### [DIRECTIONS FOR THIS TASK]
Retype every entry exactly, down to the last character.

### [STUDY MATERIAL]
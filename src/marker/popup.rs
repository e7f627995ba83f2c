use maud::{html, Markup};
use percent_encoding::{utf8_percent_encode, AsciiSet, CONTROLS};

use crate::types::landmark::Landmark;

/// Characters that can't appear raw in one path segment of an upload url
const PATH_SEGMENT: &AsciiSet = &CONTROLS
    .add(b' ')
    .add(b'"')
    .add(b'#')
    .add(b'%')
    .add(b'/')
    .add(b'<')
    .add(b'>')
    .add(b'?')
    .add(b'`')
    .add(b'{')
    .add(b'}');

/// Popup body for a landmark marker
pub fn popup_html(landmark: &Landmark, uploads_base: &str) -> Markup {
    html! {
        div class="popup-content" {
            h5 { (landmark.name) }
            p { (landmark.description.as_deref().unwrap_or_default()) }
            @if let Some(photo) = &landmark.photo {
                img src=(photo_url(uploads_base, photo)) class="img-fluid mb-2" alt=(landmark.name);
            }
            small class="text-muted" {
                "Source: " (landmark.source.as_str())
                @if let Some(category) = &landmark.category {
                    br;
                    "Category: " (category.as_str())
                }
            }
            @if let Some(added_by) = &landmark.added_by {
                br;
                small class="text-muted" { "Added by: " (added_by) }
            }
        }
    }
}

fn photo_url(uploads_base: &str, photo: &str) -> String {
    format!(
        "{}/{}",
        uploads_base.trim_end_matches('/'),
        utf8_percent_encode(photo, PATH_SEGMENT)
    )
}

#[cfg(test)]
mod tests {
    use super::*;
    use crate::types::landmark::{Category, Source};

    fn cafe() -> Landmark {
        Landmark {
            name: "Cafe <Luna>".into(),
            description: Some("Coffee & cake".into()),
            latitude: 10.0,
            longitude: 20.0,
            source: Source::User,
            category: Some(Category::Cultural),
            added_by: Some("ana".into()),
            photo: Some("luna.jpg".into()),
        }
    }

    #[test]
    fn shows_every_present_field() {
        let html = popup_html(&cafe(), "/static/uploads/").into_string();
        assert!(html.contains("<h5>Cafe &lt;Luna&gt;</h5>"));
        assert!(html.contains("<p>Coffee &amp; cake</p>"));
        assert!(html.contains("src=\"/static/uploads/luna.jpg\""));
        assert!(html.contains("Source: user"));
        assert!(html.contains("<br>Category: cultural"));
        assert!(html.contains("Added by: ana"));
    }

    #[test]
    fn omits_missing_optional_fields() {
        let landmark = Landmark {
            description: None,
            source: Source::Wikipedia,
            category: None,
            added_by: None,
            photo: None,
            ..cafe()
        };
        let html = popup_html(&landmark, "/static/uploads").into_string();
        assert!(html.contains("<p></p>"));
        assert!(!html.contains("<img"));
        assert!(!html.contains("Category:"));
        assert!(!html.contains("Added by:"));
        assert!(html.contains("Source: wikipedia"));
    }

    #[test]
    fn photo_names_are_percent_encoded() {
        let landmark = Landmark {
            photo: Some("my pic#1.jpg".into()),
            ..cafe()
        };
        let html = popup_html(&landmark, "/static/uploads").into_string();
        assert!(html.contains("src=\"/static/uploads/my%20pic%231.jpg\""), "{html}");
    }
}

### [ANSWER SECTION]
filename src/marker/popup.rs
repository e7f627995ba83f2c
use maud::{html, Markup};
use percent_encoding::{utf8_percent_encode, AsciiSet, CONTROLS};

use crate::types::landmark::Landmark;

/// Characters that can't appear raw in one path segment of an upload url
const PATH_SEGMENT: &AsciiSet = &CONTROLS
    .add(b' ')
    .add(b'"')
    .add(b'#')
    .add(b'%')
    .add(b'/')
    .add(b'<')
    .add(b'>')
    .add(b'?')
    .add(b'`')
    .add(b'{')
    .add(b'}');

/// Popup body for a landmark marker
pub fn popup_html(landmark: &Landmark, uploads_base: &str) -> Markup {
    html! {
        div class="popup-content" {
            h5 { (landmark.name) }
            p { (landmark.description.as_deref().unwrap_or_default()) }
            @if let Some(photo) = &landmark.photo {
                img src=(photo_url(uploads_base, photo)) class="img-fluid mb-2" alt=(landmark.name);
            }
            small class="text-muted" {
                "Source: " (landmark.source.as_str())
                @if let Some(category) = &landmark.category {
                    br;
                    "Category: " (category.as_str())
                }
            }
            @if let Some(added_by) = &landmark.added_by {
                br;
                small class="text-muted" { "Added by: " (added_by) }
            }
        }
    }
}

fn photo_url(uploads_base: &str, photo: &str) -> String {
    format!(
        "{}/{}",
        uploads_base.trim_end_matches('/'),
        utf8_percent_encode(photo, PATH_SEGMENT)
    )
}

#[cfg(test)]
mod tests {
    use super::*;
    use crate::types::landmark::{Category, Source};

    fn cafe() -> Landmark {
        Landmark {
            name: "Cafe <Luna>".into(),
            description: Some("Coffee & cake".into()),
            latitude: 10.0,
            longitude: 20.0,
            source: Source::User,
            category: Some(Category::Cultural),
            added_by: Some("ana".into()),
            photo: Some("luna.jpg".into()),
        }
    }

    #[test]
    fn shows_every_present_field() {
        let html = popup_html(&cafe(), "/static/uploads/").into_string();
        assert!(html.contains("<h5>Cafe &lt;Luna&gt;</h5>"));
        assert!(html.contains("<p>Coffee &amp; cake</p>"));
        assert!(html.contains("src=\"/static/uploads/luna.jpg\""));
        assert!(html.contains("Source: user"));
        assert!(html.contains("<br>Category: cultural"));
        assert!(html.contains("Added by: ana"));
    }

    #[test]
    fn omits_missing_optional_fields() {
        let landmark = Landmark {
            description: None,
            source: Source::Wikipedia,
            category: None,
            added_by: None,
            photo: None,
            ..cafe()
        };
        let html = popup_html(&landmark, "/static/uploads").into_string();
        assert!(html.contains("<p></p>"));
        assert!(!html.contains("<img"));
        assert!(!html.contains("Category:"));
        assert!(!html.contains("Added by:"));
        assert!(html.contains("Source: wikipedia"));
    }

    #[test]
    fn photo_names_are_percent_encoded() {
        let landmark = Landmark {
            photo: Some("my pic#1.jpg".into()),
            ..cafe()
        };
        let html = popup_html(&landmark, "/static/uploads").into_string();
        assert!(html.contains("src=\"/static/uploads/my%20pic%231.jpg\""), "{html}");
    }
}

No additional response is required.